The lines to return are those below that contain the word "extract".
===== Data for this task
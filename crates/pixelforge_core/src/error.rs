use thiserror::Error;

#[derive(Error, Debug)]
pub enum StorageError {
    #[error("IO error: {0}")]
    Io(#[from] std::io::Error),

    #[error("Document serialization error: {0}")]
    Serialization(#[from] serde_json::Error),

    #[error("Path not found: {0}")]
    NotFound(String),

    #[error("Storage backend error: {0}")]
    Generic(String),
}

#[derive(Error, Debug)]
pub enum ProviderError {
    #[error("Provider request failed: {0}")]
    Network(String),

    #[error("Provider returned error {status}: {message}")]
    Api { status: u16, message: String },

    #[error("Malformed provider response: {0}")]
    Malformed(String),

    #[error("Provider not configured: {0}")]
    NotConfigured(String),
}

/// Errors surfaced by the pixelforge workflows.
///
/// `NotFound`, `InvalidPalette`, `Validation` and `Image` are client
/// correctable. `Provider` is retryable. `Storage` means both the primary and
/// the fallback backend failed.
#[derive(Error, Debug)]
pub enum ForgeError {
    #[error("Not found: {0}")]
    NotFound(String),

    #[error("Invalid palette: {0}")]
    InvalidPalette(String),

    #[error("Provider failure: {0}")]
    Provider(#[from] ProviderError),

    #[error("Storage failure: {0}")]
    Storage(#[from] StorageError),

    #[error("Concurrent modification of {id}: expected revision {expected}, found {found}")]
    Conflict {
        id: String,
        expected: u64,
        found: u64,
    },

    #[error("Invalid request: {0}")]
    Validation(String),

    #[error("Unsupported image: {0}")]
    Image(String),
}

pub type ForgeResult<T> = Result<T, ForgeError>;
==========
===== Data for this task
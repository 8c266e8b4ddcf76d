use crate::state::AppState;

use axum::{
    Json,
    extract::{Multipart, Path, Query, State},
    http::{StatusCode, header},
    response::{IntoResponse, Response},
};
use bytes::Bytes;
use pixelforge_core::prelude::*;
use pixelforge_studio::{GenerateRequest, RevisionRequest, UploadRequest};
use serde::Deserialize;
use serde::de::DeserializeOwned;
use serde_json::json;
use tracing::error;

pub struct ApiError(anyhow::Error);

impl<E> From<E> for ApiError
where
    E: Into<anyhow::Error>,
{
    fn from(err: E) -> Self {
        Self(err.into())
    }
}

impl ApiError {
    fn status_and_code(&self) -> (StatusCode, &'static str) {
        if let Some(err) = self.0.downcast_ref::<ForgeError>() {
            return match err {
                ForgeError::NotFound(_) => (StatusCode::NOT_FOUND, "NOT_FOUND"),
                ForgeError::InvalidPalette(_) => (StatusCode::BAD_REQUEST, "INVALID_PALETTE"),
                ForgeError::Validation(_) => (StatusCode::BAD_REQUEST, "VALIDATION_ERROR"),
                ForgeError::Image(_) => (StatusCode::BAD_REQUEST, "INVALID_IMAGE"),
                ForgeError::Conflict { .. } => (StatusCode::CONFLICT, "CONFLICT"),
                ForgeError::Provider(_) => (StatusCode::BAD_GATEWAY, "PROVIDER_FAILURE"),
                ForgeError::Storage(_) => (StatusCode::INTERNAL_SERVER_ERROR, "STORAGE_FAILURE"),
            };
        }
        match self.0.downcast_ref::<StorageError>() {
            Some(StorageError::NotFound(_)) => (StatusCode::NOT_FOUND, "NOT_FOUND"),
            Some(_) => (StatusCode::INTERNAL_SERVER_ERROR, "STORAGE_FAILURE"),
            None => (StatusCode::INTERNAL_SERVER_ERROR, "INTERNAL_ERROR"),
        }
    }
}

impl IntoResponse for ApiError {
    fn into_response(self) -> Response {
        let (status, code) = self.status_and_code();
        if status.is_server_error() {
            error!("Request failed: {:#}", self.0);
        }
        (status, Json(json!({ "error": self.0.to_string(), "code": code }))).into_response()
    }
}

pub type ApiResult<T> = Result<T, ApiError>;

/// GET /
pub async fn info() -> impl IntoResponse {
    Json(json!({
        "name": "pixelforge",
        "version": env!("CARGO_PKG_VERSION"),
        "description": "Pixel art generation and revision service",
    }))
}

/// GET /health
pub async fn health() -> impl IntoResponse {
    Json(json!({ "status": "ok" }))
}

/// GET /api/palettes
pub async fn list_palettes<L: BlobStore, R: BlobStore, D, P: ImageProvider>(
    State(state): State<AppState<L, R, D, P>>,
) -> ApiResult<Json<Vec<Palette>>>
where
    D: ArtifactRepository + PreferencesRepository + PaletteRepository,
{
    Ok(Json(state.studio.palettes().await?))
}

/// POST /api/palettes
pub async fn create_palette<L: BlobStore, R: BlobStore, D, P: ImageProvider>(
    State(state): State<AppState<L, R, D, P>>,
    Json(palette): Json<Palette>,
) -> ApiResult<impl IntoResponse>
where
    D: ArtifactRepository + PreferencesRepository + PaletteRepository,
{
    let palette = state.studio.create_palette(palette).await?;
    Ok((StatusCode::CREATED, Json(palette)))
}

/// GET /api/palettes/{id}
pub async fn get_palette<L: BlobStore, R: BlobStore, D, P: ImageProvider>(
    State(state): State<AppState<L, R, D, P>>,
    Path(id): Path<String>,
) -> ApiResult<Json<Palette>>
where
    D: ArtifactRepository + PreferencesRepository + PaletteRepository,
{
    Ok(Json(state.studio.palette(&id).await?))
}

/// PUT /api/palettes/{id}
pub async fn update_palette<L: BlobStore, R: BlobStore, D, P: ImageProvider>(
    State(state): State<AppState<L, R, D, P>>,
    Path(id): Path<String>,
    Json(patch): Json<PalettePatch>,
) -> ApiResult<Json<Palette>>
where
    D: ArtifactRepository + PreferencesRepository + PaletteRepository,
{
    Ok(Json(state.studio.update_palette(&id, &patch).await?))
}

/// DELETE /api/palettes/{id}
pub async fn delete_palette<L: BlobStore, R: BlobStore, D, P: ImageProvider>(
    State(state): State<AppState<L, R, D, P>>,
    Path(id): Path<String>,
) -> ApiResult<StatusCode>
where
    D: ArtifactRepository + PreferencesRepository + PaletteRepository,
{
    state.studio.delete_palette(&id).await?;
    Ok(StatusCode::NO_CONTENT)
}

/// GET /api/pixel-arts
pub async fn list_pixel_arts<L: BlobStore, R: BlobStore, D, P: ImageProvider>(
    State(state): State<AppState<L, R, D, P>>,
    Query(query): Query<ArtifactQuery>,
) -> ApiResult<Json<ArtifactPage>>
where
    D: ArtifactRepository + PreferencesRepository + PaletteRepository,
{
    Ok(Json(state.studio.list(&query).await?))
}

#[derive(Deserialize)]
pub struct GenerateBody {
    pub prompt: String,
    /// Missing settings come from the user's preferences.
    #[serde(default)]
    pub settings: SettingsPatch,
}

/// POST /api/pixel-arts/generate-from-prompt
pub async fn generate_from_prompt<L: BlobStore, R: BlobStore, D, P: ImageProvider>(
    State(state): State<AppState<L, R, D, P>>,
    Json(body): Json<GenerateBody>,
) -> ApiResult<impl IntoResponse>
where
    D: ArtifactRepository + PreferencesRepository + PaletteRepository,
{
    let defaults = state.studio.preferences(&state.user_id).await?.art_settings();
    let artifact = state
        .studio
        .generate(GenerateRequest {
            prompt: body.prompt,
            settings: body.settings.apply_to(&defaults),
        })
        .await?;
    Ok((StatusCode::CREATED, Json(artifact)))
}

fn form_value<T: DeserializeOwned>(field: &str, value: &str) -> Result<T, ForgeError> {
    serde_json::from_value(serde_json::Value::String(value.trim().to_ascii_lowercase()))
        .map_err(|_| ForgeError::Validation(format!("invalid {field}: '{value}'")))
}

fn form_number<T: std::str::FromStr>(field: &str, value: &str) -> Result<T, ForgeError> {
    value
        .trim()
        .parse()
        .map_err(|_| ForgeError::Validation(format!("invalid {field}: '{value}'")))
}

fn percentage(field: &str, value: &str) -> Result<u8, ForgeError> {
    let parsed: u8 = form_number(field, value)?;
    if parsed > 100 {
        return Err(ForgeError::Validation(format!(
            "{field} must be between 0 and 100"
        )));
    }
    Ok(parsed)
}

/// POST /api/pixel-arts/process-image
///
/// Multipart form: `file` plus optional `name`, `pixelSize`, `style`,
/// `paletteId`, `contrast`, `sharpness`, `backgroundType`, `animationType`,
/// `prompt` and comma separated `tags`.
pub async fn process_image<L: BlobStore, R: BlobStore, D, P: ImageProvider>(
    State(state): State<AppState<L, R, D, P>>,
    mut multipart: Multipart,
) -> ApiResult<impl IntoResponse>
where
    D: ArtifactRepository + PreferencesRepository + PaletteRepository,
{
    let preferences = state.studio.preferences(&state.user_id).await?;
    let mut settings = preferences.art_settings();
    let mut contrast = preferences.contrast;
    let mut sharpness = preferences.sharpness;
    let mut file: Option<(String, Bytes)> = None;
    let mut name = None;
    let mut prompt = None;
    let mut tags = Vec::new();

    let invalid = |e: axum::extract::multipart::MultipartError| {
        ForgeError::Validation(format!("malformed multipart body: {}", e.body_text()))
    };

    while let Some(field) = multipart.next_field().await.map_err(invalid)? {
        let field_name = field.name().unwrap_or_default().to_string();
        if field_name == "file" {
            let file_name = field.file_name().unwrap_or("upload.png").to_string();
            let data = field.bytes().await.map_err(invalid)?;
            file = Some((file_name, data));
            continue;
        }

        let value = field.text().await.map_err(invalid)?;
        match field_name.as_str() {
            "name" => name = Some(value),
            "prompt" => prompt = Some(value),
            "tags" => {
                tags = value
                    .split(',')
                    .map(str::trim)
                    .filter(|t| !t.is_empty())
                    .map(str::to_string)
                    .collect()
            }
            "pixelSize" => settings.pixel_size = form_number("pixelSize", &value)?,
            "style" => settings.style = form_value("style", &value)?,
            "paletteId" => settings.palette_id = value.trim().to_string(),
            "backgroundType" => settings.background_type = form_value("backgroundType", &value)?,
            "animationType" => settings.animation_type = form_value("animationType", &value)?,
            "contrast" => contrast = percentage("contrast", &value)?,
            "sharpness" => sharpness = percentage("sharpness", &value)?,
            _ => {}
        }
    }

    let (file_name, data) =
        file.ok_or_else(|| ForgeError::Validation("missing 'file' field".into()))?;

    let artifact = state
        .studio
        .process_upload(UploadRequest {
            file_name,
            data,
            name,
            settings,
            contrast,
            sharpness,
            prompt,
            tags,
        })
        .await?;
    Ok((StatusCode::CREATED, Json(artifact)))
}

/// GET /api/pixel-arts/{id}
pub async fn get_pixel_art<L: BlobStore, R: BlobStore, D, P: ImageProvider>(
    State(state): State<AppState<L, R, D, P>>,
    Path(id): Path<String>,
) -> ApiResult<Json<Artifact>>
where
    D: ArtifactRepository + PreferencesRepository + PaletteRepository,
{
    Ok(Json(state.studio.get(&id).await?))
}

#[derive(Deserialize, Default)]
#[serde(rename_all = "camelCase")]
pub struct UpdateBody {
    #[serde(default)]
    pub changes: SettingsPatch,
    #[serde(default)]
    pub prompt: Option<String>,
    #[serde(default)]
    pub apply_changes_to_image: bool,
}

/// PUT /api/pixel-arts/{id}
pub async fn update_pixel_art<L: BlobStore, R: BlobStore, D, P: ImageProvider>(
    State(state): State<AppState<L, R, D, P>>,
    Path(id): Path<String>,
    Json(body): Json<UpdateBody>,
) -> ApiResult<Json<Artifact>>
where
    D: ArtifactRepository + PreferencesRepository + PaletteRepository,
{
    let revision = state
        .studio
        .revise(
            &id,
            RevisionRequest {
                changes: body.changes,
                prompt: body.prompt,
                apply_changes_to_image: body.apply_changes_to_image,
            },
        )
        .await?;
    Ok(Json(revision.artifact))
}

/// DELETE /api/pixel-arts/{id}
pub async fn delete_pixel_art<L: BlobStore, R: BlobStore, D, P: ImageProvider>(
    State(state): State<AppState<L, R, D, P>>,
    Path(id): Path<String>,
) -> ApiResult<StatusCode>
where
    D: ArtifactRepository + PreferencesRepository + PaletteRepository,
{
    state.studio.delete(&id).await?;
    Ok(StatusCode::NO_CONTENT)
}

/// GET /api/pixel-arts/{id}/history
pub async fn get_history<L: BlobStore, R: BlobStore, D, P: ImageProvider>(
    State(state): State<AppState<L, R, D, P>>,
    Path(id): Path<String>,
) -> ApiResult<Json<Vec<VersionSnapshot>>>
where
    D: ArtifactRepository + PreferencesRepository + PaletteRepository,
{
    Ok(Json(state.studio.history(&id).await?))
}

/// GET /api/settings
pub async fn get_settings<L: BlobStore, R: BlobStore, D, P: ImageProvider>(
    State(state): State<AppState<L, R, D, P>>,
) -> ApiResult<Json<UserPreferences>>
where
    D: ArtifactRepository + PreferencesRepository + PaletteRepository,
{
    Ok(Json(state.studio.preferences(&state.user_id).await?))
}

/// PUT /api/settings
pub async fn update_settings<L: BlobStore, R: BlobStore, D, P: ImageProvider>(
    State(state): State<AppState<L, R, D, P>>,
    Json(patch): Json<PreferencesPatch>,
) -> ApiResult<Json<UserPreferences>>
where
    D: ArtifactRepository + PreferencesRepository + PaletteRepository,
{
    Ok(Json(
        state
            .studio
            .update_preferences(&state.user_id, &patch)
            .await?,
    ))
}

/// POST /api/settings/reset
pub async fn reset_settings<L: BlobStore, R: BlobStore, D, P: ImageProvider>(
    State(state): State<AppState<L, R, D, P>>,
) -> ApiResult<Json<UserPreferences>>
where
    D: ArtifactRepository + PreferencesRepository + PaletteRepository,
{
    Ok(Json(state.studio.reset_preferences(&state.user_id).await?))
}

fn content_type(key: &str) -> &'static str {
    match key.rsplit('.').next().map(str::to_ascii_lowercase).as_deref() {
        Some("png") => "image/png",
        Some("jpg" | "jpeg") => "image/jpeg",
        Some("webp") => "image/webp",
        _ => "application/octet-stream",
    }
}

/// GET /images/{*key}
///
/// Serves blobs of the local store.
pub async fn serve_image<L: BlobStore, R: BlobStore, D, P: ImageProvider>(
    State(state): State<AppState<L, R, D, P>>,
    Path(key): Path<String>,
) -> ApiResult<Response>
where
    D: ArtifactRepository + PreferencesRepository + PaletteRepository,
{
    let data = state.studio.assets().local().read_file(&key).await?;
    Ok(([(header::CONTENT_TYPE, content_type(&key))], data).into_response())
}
==========
===== Data for this task
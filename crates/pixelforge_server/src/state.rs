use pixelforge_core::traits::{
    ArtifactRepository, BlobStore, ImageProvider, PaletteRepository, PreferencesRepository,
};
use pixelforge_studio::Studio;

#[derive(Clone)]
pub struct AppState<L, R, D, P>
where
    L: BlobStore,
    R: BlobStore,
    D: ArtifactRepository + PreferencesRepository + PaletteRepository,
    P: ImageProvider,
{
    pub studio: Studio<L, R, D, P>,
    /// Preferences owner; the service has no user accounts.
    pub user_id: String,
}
==========
-- Result of the exercise --
    extract::{Multipart, Path, Query, State},
    let invalid = |e: axum::extract::multipart::MultipartError| {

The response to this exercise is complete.